In 2014, San Diego County took aim at a cure for Alzheimer’s disease, creating and funding a county-wide initiative that brings together local experts and leaders, both public and private, in caregiving, medicine, research, law enforcement and government. Known as The Alzheimer’s Project, this endeavor benefits from the world-class medical, research and biotech community that San Diego and California have become. This month, we bring you some of the latest developments from the fight against Alzheimer’s in San Diego and California.
In mid-February 2017, Serving Seniors, a non-profit that serves 5,000 San Diego seniors each year, received a $100,000 grant from the Shiley Foundation. The grant funds the creation of the Shiley Dementia/Alzheimer’s Early Detection and Intervention Pilot Program, which will train Serving Seniors to identify the early signs of Alzheimer’s in the clients they visit and work with on a regular basis. Serving Seniors provides meals along with a wide safety net of services that support successful, independent aging among San Diego’s seniors. The program’s goal is to connect seniors with Alzheimer’s services as soon as possible by identifying subtle symptoms or issues that are noticed more easily during regular interaction.
In February 2017, Neurovision Imaging LLC, a neuroscience company based in Sacramento that specializes in Alzheimer’s disease, announced a partnership with UC San Diego School of Medicine and University of Southern California to conduct a part of a massive study of a new anti-amyloid treatment.

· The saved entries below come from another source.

//! # Integration Tests
//!
//! 集成测试与端到端测试。
//!
//! 负责：
//! - 分发语义 (顺序、once、transactional、unsubscribe)
//! - 并发注册与发布
//! - 配置 -> Dispatcher 端到端

#[cfg(test)]
mod contract_tests {
    #[test]
    fn test_contracts_compile() {
        // 验证 contracts crate 可编译
        let _ = contracts::ConfigVersion::V1;
    }
}

#[cfg(test)]
mod dispatch_tests {
    use std::sync::atomic::{AtomicUsize, Ordering};
    use std::sync::{Arc, Barrier, Mutex};
    use std::thread;
    use std::time::Duration;

    use contracts::{args, Callback};
    use dispatcher::{Dispatcher, DispatcherError};

    fn recorder() -> (Arc<Mutex<Vec<String>>>, impl Fn(&str) -> Callback) {
        let log = Arc::new(Mutex::new(Vec::new()));
        let make = {
            let log = Arc::clone(&log);
            move |label: &str| {
                let log = Arc::clone(&log);
                let label = label.to_string();
                Callback::new(move || log.lock().unwrap().push(label.clone()))
            }
        };
        (log, make)
    }

    /// 同步 binding 按订阅顺序在调用线程上执行，publish 在最后一个结束后返回
    #[test]
    fn test_sync_bindings_run_in_order_on_caller() {
        let bus = Dispatcher::new();
        let caller = thread::current().id();
        let log = Arc::new(Mutex::new(Vec::new()));

        for i in 0..5 {
            let log = Arc::clone(&log);
            bus.subscribe("t", move |n: i64| {
                assert_eq!(thread::current().id(), caller);
                if i == 4 {
                    thread::sleep(Duration::from_millis(50));
                }
                log.lock().unwrap().push((i, n));
            })
            .unwrap();
        }

        bus.publish("t", args![7]).unwrap();
        let expected: Vec<_> = (0..5).map(|i| (i, 7)).collect();
        assert_eq!(*log.lock().unwrap(), expected);
    }

    #[test]
    fn test_invalid_handler_leaves_topic_unchanged() {
        let bus = Dispatcher::new();
        bus.subscribe("t", || {}).unwrap();

        let not_callable: Option<Callback> = None;
        for result in [
            bus.subscribe("t", not_callable.clone()),
            bus.subscribe_once("t", not_callable.clone()),
            bus.subscribe_async("t", not_callable.clone(), true),
            bus.subscribe_once_async("t", not_callable),
        ] {
            assert!(matches!(
                result,
                Err(DispatcherError::InvalidHandler { .. })
            ));
        }

        assert_eq!(bus.subscriber_count("t"), 1);
        assert!(!bus.has_callback("never-subscribed"));
    }

    /// 两个 publish 并发触发同一个 once binding，只执行一次
    #[test]
    fn test_once_fires_once_under_race() {
        for _ in 0..50 {
            let bus = Dispatcher::new();
            let hits = Arc::new(AtomicUsize::new(0));
            let counter = Arc::clone(&hits);
            bus.subscribe_once("t", move || {
                counter.fetch_add(1, Ordering::SeqCst);
            })
            .unwrap();

            let barrier = Arc::new(Barrier::new(2));
            let workers: Vec<_> = (0..2)
                .map(|_| {
                    let bus = bus.clone();
                    let barrier = Arc::clone(&barrier);
                    thread::spawn(move || {
                        barrier.wait();
                        bus.publish("t", args![]).unwrap();
                    })
                })
                .collect();
            for worker in workers {
                worker.join().unwrap();
            }

            assert_eq!(hits.load(Ordering::SeqCst), 1);
            assert!(!bus.has_callback("t"));
        }
    }

    #[test]
    fn test_unsubscribe_asymmetry() {
        let bus = Dispatcher::new();
        let (_log, make) = recorder();
        let kept = make("kept");
        let stranger = make("stranger");

        assert!(matches!(
            bus.unsubscribe("t", &kept),
            Err(DispatcherError::UnknownTopic { .. })
        ));

        bus.subscribe("t", &kept).unwrap();
        bus.unsubscribe("t", &stranger).unwrap();
        assert_eq!(bus.subscriber_count("t"), 1);

        bus.unsubscribe("t", &kept).unwrap();
        assert!(!bus.has_callback("t"));
        assert!(matches!(
            bus.unsubscribe("t", &kept),
            Err(DispatcherError::UnknownTopic { .. })
        ));
    }

    #[test]
    fn test_unsubscribe_removes_first_match_only() {
        let bus = Dispatcher::new();
        let (log, make) = recorder();
        let f = make("f");
        let g = make("g");

        bus.subscribe("t", &f).unwrap();
        bus.subscribe("t", &g).unwrap();
        bus.subscribe("t", &f).unwrap();
        bus.unsubscribe("t", &f).unwrap();

        bus.publish("t", args![]).unwrap();
        assert_eq!(*log.lock().unwrap(), vec!["g", "f"]);
    }

    /// transactional: X (延迟 1s) 先于 Y 执行完成
    #[test]
    fn test_transactional_preserves_publish_order() {
        let bus = Dispatcher::new();
        let order = Arc::new(Mutex::new(Vec::new()));
        let sink = Arc::clone(&order);

        bus.subscribe_async(
            "t",
            move |payload: String, delay_ms: u64| {
                thread::sleep(Duration::from_millis(delay_ms));
                sink.lock().unwrap().push(payload);
            },
            true,
        )
        .unwrap();

        bus.publish("t", args!["X", 1000]).unwrap();
        bus.publish("t", args!["Y", 0]).unwrap();
        bus.wait_async();

        assert_eq!(*order.lock().unwrap(), vec!["X", "Y"]);
    }

    #[test]
    fn test_same_callback_twice_fires_twice() {
        let bus = Dispatcher::new();
        let (log, make) = recorder();
        let f = make("f");

        bus.subscribe("t", &f).unwrap();
        bus.subscribe("t", &f).unwrap();
        bus.publish("t", args![]).unwrap();

        assert_eq!(log.lock().unwrap().len(), 2);
    }

    #[test]
    fn test_once_async_double_publish() {
        let bus = Dispatcher::new();
        let seen = Arc::new(Mutex::new(Vec::new()));
        let sink = Arc::clone(&seen);

        bus.subscribe_once_async("t", move |n: i64| sink.lock().unwrap().push(n))
            .unwrap();

        bus.publish("t", args![10]).unwrap();
        bus.publish("t", args![10]).unwrap();
        bus.wait_async();

        assert_eq!(*seen.lock().unwrap(), vec![10]);
        assert!(!bus.has_callback("t"));
    }

    #[test]
    fn test_sync_error_keeps_earlier_side_effects() {
        let bus = Dispatcher::new();
        let log = Arc::new(Mutex::new(Vec::new()));
        let first = Arc::clone(&log);
        bus.subscribe("t", move |_: serde_json::Value| first.lock().unwrap().push("first"))
            .unwrap();
        bus.subscribe("t", |_: i64| {}).unwrap();
        let third = Arc::clone(&log);
        bus.subscribe("t", move |_: serde_json::Value| third.lock().unwrap().push("third"))
            .unwrap();

        let err = bus.publish("t", args!["not a number"]).unwrap_err();
        assert!(err.is_argument_mismatch());
        assert_eq!(*log.lock().unwrap(), vec!["first"]);
    }

    /// 多线程并发注册、发布与等待
    #[test]
    fn test_concurrent_subscribe_and_publish() {
        let bus = Dispatcher::new();
        let hits = Arc::new(AtomicUsize::new(0));

        thread::scope(|scope| {
            for worker in 0..4 {
                let bus = bus.clone();
                let hits = Arc::clone(&hits);
                scope.spawn(move || {
                    let topic = format!("topic-{worker}");
                    let counter = Arc::clone(&hits);
                    bus.subscribe_async(
                        &topic,
                        move || {
                            counter.fetch_add(1, Ordering::SeqCst);
                        },
                        worker % 2 == 0,
                    )
                    .unwrap();
                    for _ in 0..25 {
                        bus.publish(&topic, args![]).unwrap();
                        assert!(bus.has_callback(&topic));
                    }
                });
            }
        });

        bus.wait_async();
        assert_eq!(hits.load(Ordering::SeqCst), 100);
        assert_eq!(bus.in_flight(), 0);
        assert_eq!(bus.topics().len(), 4);
    }
}

#[cfg(test)]
mod e2e_tests {
    use std::sync::atomic::{AtomicUsize, Ordering};
    use std::sync::Arc;

    use config_loader::{ConfigFormat, ConfigLoader};
    use contracts::{Callback, SubscriptionMode};
    use dispatcher::{ChannelObserver, Dispatcher};

    const BUS_TOML: &str = r#"
[dispatcher]
scheduler = "runtime"
log_failures = false

[[subscriptions]]
topic = "orders"
action = "count"

[[subscriptions]]
topic = "orders"
mode = "async"
transactional = true
action = "count"

[[subscriptions]]
topic = "orders"
mode = "once_async"
action = "count"

[[subscriptions]]
topic = "audit"
mode = "async"
action = "typed"

[[events]]
topic = "orders"
args = [1]
repeat = 4

[[events]]
topic = "audit"
args = ["wrong", "shape"]
"#;

    /// End-to-end test: config -> Dispatcher -> handlers -> failure channel
    #[tokio::test(flavor = "multi_thread", worker_threads = 2)]
    async fn test_e2e_config_driven_bus() {
        let blueprint = ConfigLoader::load_from_str(BUS_TOML, ConfigFormat::Toml).unwrap();

        let (observer, mut failures) = ChannelObserver::new();
        let bus = Dispatcher::builder()
            .config(blueprint.dispatcher.clone())
            .observer(observer)
            .build()
            .unwrap();

        let hits = Arc::new(AtomicUsize::new(0));
        for sub in &blueprint.subscriptions {
            let callback = match sub.action.as_str() {
                "count" => {
                    let hits = Arc::clone(&hits);
                    Callback::new(move |_: i64| {
                        hits.fetch_add(1, Ordering::SeqCst);
                    })
                }
                _ => Callback::new(|_: i64| {}),
            };
            match sub.mode {
                SubscriptionMode::Sync => bus.subscribe(&sub.topic, callback),
                SubscriptionMode::Once => bus.subscribe_once(&sub.topic, callback),
                SubscriptionMode::Async => {
                    bus.subscribe_async(&sub.topic, callback, sub.transactional)
                }
                SubscriptionMode::OnceAsync => bus.subscribe_once_async(&sub.topic, callback),
            }
            .unwrap();
        }

        for event in &blueprint.events {
            for _ in 0..event.repeat {
                bus.publish(&event.topic, event.args.clone()).unwrap();
            }
        }
        bus.quiescent().await;

        // 4 sync + 4 transactional + 1 once_async
        assert_eq!(hits.load(Ordering::SeqCst), 9);
        assert_eq!(bus.subscriber_count("orders"), 2);

        let report = failures.recv().await.unwrap();
        assert_eq!(report.topic, "audit");
        assert!(report.argument_mismatch);
        assert!(failures.try_recv().is_err());

        let metrics = bus.metrics();
        assert_eq!(metrics.publish_count, 5);
        assert_eq!(metrics.failure_count, 1);
        assert_eq!(metrics.once_fired, 1);
        assert_eq!(metrics.async_completed, metrics.async_scheduled);
    }
}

The main study is a private-public endeavor that includes Eli Lilly, the National Institutes of Health, and major philanthropic groups all focused on a cure for Alzheimer’s. The study is investigating an antibody treatment that reduces amyloid build-up to see if that reduction can slow memory loss.

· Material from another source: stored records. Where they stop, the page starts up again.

//! 配置校验模块
//!
//! 校验规则：
//! - dispatcher.thread_name 非空
//! - subscription 的 topic / action 非空
//! - transactional 仅用于 async 模式
//! - event 的 topic 非空, repeat >= 1

use contracts::{BusBlueprint, ContractError};

/// 校验 BusBlueprint 配置
///
/// 返回第一个遇到的错误，或 Ok(())。
pub fn validate(blueprint: &BusBlueprint) -> Result<(), ContractError> {
    validate_dispatcher(blueprint)?;
    validate_subscriptions(blueprint)?;
    validate_events(blueprint)?;
    Ok(())
}

/// 校验调度器配置
fn validate_dispatcher(blueprint: &BusBlueprint) -> Result<(), ContractError> {
    if blueprint.dispatcher.thread_name.trim().is_empty() {
        return Err(ContractError::config_validation(
            "dispatcher.thread_name",
            "thread_name must not be empty",
        ));
    }
    Ok(())
}

/// 校验订阅
fn validate_subscriptions(blueprint: &BusBlueprint) -> Result<(), ContractError> {
    for (i, sub) in blueprint.subscriptions.iter().enumerate() {
        if sub.topic.is_empty() {
            return Err(ContractError::config_validation(
                format!("subscriptions[{i}].topic"),
                "topic must not be empty",
            ));
        }
        if sub.action.trim().is_empty() {
            return Err(ContractError::config_validation(
                format!("subscriptions[{i}].action"),
                "action must not be empty",
            ));
        }
        if sub.transactional && !sub.mode.is_async() {
            return Err(ContractError::config_validation(
                format!("subscriptions[{i}].transactional"),
                format!("transactional requires an async mode, got {:?}", sub.mode),
            ));
        }
    }
    Ok(())
}

/// 校验事件
fn validate_events(blueprint: &BusBlueprint) -> Result<(), ContractError> {
    for (i, event) in blueprint.events.iter().enumerate() {
        if event.topic.is_empty() {
            return Err(ContractError::config_validation(
                format!("events[{i}].topic"),
                "topic must not be empty",
            ));
        }
        if event.repeat == 0 {
            return Err(ContractError::config_validation(
                format!("events[{i}].repeat"),
                "repeat must be >= 1",
            ));
        }
    }
    Ok(())
}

Genentech, a San Francisco-based biotechnology company, will soon begin a second Phase 3 trial study of the beta amyloid antibody crenezumab. The trial, called CREAD2, will be recruiting 750 patients with prodromal or mild Alzheimer’s disease to participate. (Details of the trial will be posted on ClinicalTrials.gov) Crenezumab is different from the other beta amyloids, as it targets oligomers in the brain, and the trial will experiment with higher dosing and earlier intervention in build-up than previous trials. (Oligomers are smaller globs of molecules, and smaller globs of plaque are faster and can block more neurons than larger globs. A beta amyloid that can find and destroy oligomers while they’re small, before they take hold, or grow larger, could prevent or delay the plaque build-up in the brain.)

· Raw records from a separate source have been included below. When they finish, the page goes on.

//! Network configuration for contract execution and state archival.
//!
//! These values are agreed network-wide and loaded from configuration
//! entries. They must match the network to produce correct transaction
//! results and state transitions.

use serde::{Deserialize, Serialize};

/// Cost model parameters for a single resource dimension (CPU or memory).
///
/// Each entry is a `(const_term, linear_term)` pair for one host cost type.
/// The sandbox interprets these; this core only carries them through.
#[derive(Debug, Clone, Default, PartialEq, Eq, Serialize, Deserialize)]
pub struct CostParams(pub Vec<(u64, u64)>);

impl CostParams {
    /// Whether any cost entries are present.
    pub fn is_empty(&self) -> bool {
        self.0.is_empty()
    }
}

/// Fee configuration for rent charged on restored or extended entries.
#[derive(Debug, Clone, Copy, PartialEq, Eq, Serialize, Deserialize)]
pub struct RentFeeConfig {
    /// Fee per 1KB written to the ledger.
    pub fee_per_write_1kb: i64,
    /// Fee per entry written.
    pub fee_per_write_entry: i64,
    /// Fee per 1KB of rented ledger space per rent period.
    pub fee_per_rent_1kb: i64,
    /// Rent rate denominator for persistent entries.
    pub persistent_rent_rate_denominator: i64,
    /// Rent rate denominator for temporary entries.
    pub temporary_rent_rate_denominator: i64,
    /// Fee per 1KB of emitted contract events.
    pub fee_per_contract_event_1kb: i64,
}

impl Default for RentFeeConfig {
    fn default() -> Self {
        Self {
            fee_per_write_1kb: 3_500,
            fee_per_write_entry: 10_000,
            fee_per_rent_1kb: 343,
            persistent_rent_rate_denominator: 2_103,
            temporary_rent_rate_denominator: 4_206,
            fee_per_contract_event_1kb: 8_007,
        }
    }
}

/// Settings that control eviction of expired entries from the live state.
#[derive(Debug, Clone, Copy, PartialEq, Eq, Serialize, Deserialize)]
pub struct StateArchivalSettings {
    /// Minimum TTL for temporary entries, in ledgers.
    pub min_temp_entry_ttl: u32,
    /// Minimum TTL for persistent entries, in ledgers.
    pub min_persistent_entry_ttl: u32,
    /// Maximum TTL for any entry, in ledgers.
    pub max_entry_ttl: u32,
    /// Maximum bytes of entry data examined by the eviction scan per ledger.
    ///
    /// Large states amortize the sweep across ledgers; the scan resumes at
    /// the next canonical key on the following ledger.
    pub eviction_scan_size: u64,
}

impl Default for StateArchivalSettings {
    fn default() -> Self {
        Self {
            min_temp_entry_ttl: 16,
            min_persistent_entry_ttl: 120_960, // ~7 days at 5s ledger close
            max_entry_ttl: 6_312_000,          // ~1 year
            eviction_scan_size: 100_000,
        }
    }
}

/// Network configuration for contract execution.
///
/// Holds the limits and cost parameters consumed by the host-function and
/// restore appliers, the resource meter, and the eviction engine.
#[derive(Debug, Clone, PartialEq, Eq, Serialize, Deserialize)]
pub struct ContractConfig {
    /// CPU cost model parameters.
    pub cpu_cost_params: CostParams,
    /// Memory cost model parameters.
    pub mem_cost_params: CostParams,
    /// Maximum CPU instructions per transaction.
    pub tx_max_instructions: u64,
    /// Maximum memory bytes per transaction.
    pub tx_memory_limit: u64,
    /// Maximum size of contract events + return value per tx.
    pub tx_max_contract_events_size_bytes: u32,
    /// Maximum contract code entry size in bytes.
    pub max_contract_size_bytes: u32,
    /// Maximum contract data entry size in bytes.
    pub max_contract_data_entry_size_bytes: u32,
    /// State archival settings.
    pub archival: StateArchivalSettings,
    /// Rent fee configuration.
    pub rent_fee: RentFeeConfig,
    /// Number of worker threads for background module compilation.
    pub compilation_threads: usize,
}

impl Default for ContractConfig {
    fn default() -> Self {
        Self {
            cpu_cost_params: CostParams::default(),
            mem_cost_params: CostParams::default(),
            tx_max_instructions: 100_000_000,
            tx_memory_limit: 40 * 1024 * 1024,
            tx_max_contract_events_size_bytes: 8 * 1024,
            max_contract_size_bytes: 64 * 1024,
            max_contract_data_entry_size_bytes: 64 * 1024,
            archival: StateArchivalSettings::default(),
            rent_fee: RentFeeConfig::default(),
            compilation_threads: 2,
        }
    }
}

impl ContractConfig {
    /// Check if this config has cost parameters loaded.
    ///
    /// Returns false if the cost params are empty (default/placeholder values).
    pub fn has_valid_cost_params(&self) -> bool {
        !self.cpu_cost_params.is_empty() && !self.mem_cost_params.is_empty()
    }
}

#[cfg(test)]
mod tests {
    use super::*;

    #[test]
    fn test_contract_config_default() {
        let config = ContractConfig::default();

        assert_eq!(config.tx_max_instructions, 100_000_000);
        assert_eq!(config.tx_memory_limit, 40 * 1024 * 1024);
        assert_eq!(config.archival.min_temp_entry_ttl, 16);
        assert_eq!(config.archival.min_persistent_entry_ttl, 120_960);
        assert_eq!(config.archival.max_entry_ttl, 6_312_000);
        // Default has empty cost params
        assert!(!config.has_valid_cost_params());
    }

    #[test]
    fn test_config_round_trips_through_json() {
        let config = ContractConfig::default();
        let json = serde_json::to_string(&config).unwrap();
        let parsed: ContractConfig = serde_json::from_str(&json).unwrap();
        assert_eq!(parsed, config);
    }
}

In March, the American Academy of Neurology announced that the 2017 ‘Nobel Prize of Alzheimer’s’, the $100,000 Potamkin Prize, will be awarded to two California research scientists. Claudia Kawas, MD of University of California, Irvine will be recognized for her study of the world’s oldest-old, those are who 90 and over. She studies dementia and other conditions in more than 1700 of these aging pioneers to prepare us all for life over 100. Kristine Yaffe, MD, of the University of California, San Francisco, researches modifiable risk factors for dementia across the lifespan, and her work will allow people to address their cognitive health as much as their physical health.